『ISILの誕生は中東諸国間に新連携生む』

2014年8月 6日

  最近ISIL(イラク・レバントイスラム国家組織=ISイスラム国家に変名】の戦闘能力に陰りが出てきたようだ。シリアやイラクで戦闘を展開し一時期はそうとう勢力範囲を拡大していた。

  しかし、IS(イスラム国家)の脅威は関係諸国にとって相当なもののようだ。例えばイラクのモースルではクルドの防衛隊であるペシュメルガとISとの間で激しい戦闘が続けられているが、その最大の拠点はイラク最大のダムをどちら側が制圧するかということのようだ。
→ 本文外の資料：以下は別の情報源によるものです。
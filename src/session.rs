//! Line-oriented task list session
//!
//! Reads one command per line, applies it to the session's task list and
//! prints the updated view. Bad lines are reported on the error stream and
//! the session carries on; I/O failures end it.

use std::io::{BufRead, Write};

use tickbox_core::TaskList;
use tracing::debug;

use crate::commands::{ParsedLine, Prompt, Reply, SessionLine};
use crate::error::ShellResult;
use crate::output::{self, OutputFormat};

/// A running `tbx` session
pub struct Session<R, W, E> {
    list: TaskList,
    input: R,
    output: W,
    errors: E,
    format: OutputFormat,
}

impl<R: BufRead, W: Write, E: Write> Session<R, W, E> {
    pub fn new(list: TaskList, input: R, output: W, errors: E, format: OutputFormat) -> Self {
        Self {
            list,
            input,
            output,
            errors,
            format,
        }
    }

    /// The session's task list.
    pub fn list(&self) -> &TaskList {
        &self.list
    }

    /// End the session and hand back its task list.
    pub fn into_list(self) -> TaskList {
        self.list
    }

    /// Process lines until `quit` or end of input.
    ///
    /// # Errors
    ///
    /// Returns `ShellError` only for fatal errors (I/O, encoding); usage
    /// errors are written to the error stream and skipped.
    pub fn run(&mut self) -> ShellResult<()> {
        loop {
            if self.format.prompt {
                write!(self.output, "> ")?;
                self.output.flush()?;
            }

            let Some(line) = read_line(&mut self.input)? else {
                break;
            };

            match self.run_line(&line) {
                Ok(true) => {}
                Ok(false) => break,
                Err(err) if !err.is_fatal() => {
                    writeln!(self.errors, "error: {}", err.full_message())?;
                }
                Err(err) => return Err(err),
            }
        }
        self.output.flush()?;
        Ok(())
    }

    /// Process a single line. Returns `false` when the session should end.
    pub fn run_line(&mut self, line: &str) -> ShellResult<bool> {
        let command = match SessionLine::parse_line(line)? {
            ParsedLine::Blank => return Ok(true),
            ParsedLine::Help(text) => {
                writeln!(self.output, "{}", text.trim_end())?;
                return Ok(true);
            }
            ParsedLine::Command(command) => command,
        };
        debug!(?command, "running session command");

        let mut prompt = LinePrompt {
            input: &mut self.input,
            output: &mut self.output,
            echo: !self.format.json,
        };
        let reply = command.execute(&mut self.list, &mut prompt, self.format)?;
        self.print_reply(reply)
    }

    fn print_reply(&mut self, reply: Reply) -> ShellResult<bool> {
        match reply {
            Reply::Applied { outcome, view } => {
                if !self.format.json {
                    writeln!(self.output, "{}", output::describe_outcome(&outcome))?;
                }
                if let Some(view) = view {
                    writeln!(self.output, "{}", view)?;
                }
            }
            Reply::Output(text) => writeln!(self.output, "{}", text)?,
            Reply::Quit => return Ok(false),
        }
        Ok(true)
    }
}

/// Prompt that reads the answer from the session's own input
struct LinePrompt<'a, R, W> {
    input: &'a mut R,
    output: &'a mut W,
    /// Whether to print the question
    echo: bool,
}

impl<R: BufRead, W: Write> Prompt for LinePrompt<'_, R, W> {
    fn ask(&mut self, question: &str, seed: &str) -> ShellResult<Option<String>> {
        if self.echo {
            write!(
                self.output,
                "{} (current: {}, blank to cancel): ",
                question, seed
            )?;
            self.output.flush()?;
        }
        read_line(self.input)
    }
}

/// Read one line without its terminator; `None` at end of input.
fn read_line(input: &mut impl BufRead) -> ShellResult<Option<String>> {
    let mut buf = String::new();
    if input.read_line(&mut buf)? == 0 {
        return Ok(None);
    }
    Ok(Some(buf.trim_end_matches(['\r', '\n']).to_string()))
}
  もしISがこのダムを制圧した場合、いつでも破壊するとイラク政府を、脅すことができよう。もしそういうことになれば、イラクの主要都市は大洪水に見舞われ、大きな被害を受けることになろう。

  そこでイラク政府は空軍を使いペシュメルガの支援に乗り出している。そもそも、イラク政府とクルド自治政府との関係は、イラク北部の油田を巡り犬猿の仲にあったのだが、当面の敵を倒すことは、双方の利益であることから、共闘体制が生まれたということだ。

  イラクについてはサウジアラビアとの関係でも、連携が見え隠れしている。これまでサウジアラビアは、イラクのシーア政権に敵意を抱いており、テロリストをイラクに送り込んでいると言われていた。しかし、今では共通の敵におびえており、イラクとサウジアラビアとの間で、争うのは後回しにしたようだ。

  同様の事が他でも起こっている。シリアとイスラエルは敵対関係にあるのだがどちらもいまイスラム原理主義組織の存在に苦慮している。そこから、暗黙の相互支援関係が成立しているのではないかと思われる。

エジプトとイスラエル、イスラエルとサウジアラビアの関係においては、より明確な形の連帯が生まれているのではないか。この場合はムスリム同胞団が、共通の的になっているということだ。

サウジアラビアもエジプトもムスリム同胞団を国家の敵とみなしており、テロ組織と認定している。イスラエルもムスリム同胞団はテロ組織であり、その傘下のハマースにいまてこずっているのだ。

こうした構造の変化を見ていると、ハマースの現在の立場は、決して良くはない、ということであろう。サウジアラビアやエジプト、シリア、イラクはハマースというムスリム同胞団系の組織を、支援しないということになろう。

ハマースを支援しているのは、イランやトルコだが、これもリップ・サービスの範囲から出ないのではないのか。ハマースとガザの住民は、今回のガザ戦争の後、各国から援助が送られ、ガザの復興ブームが起こることに、期待している。その総予算は60億ともいわれているが、誰がその資金を出すというのか。ムスリム同胞団を支持している、カタールだけが資金提供を、喜んですることになるかもしれない。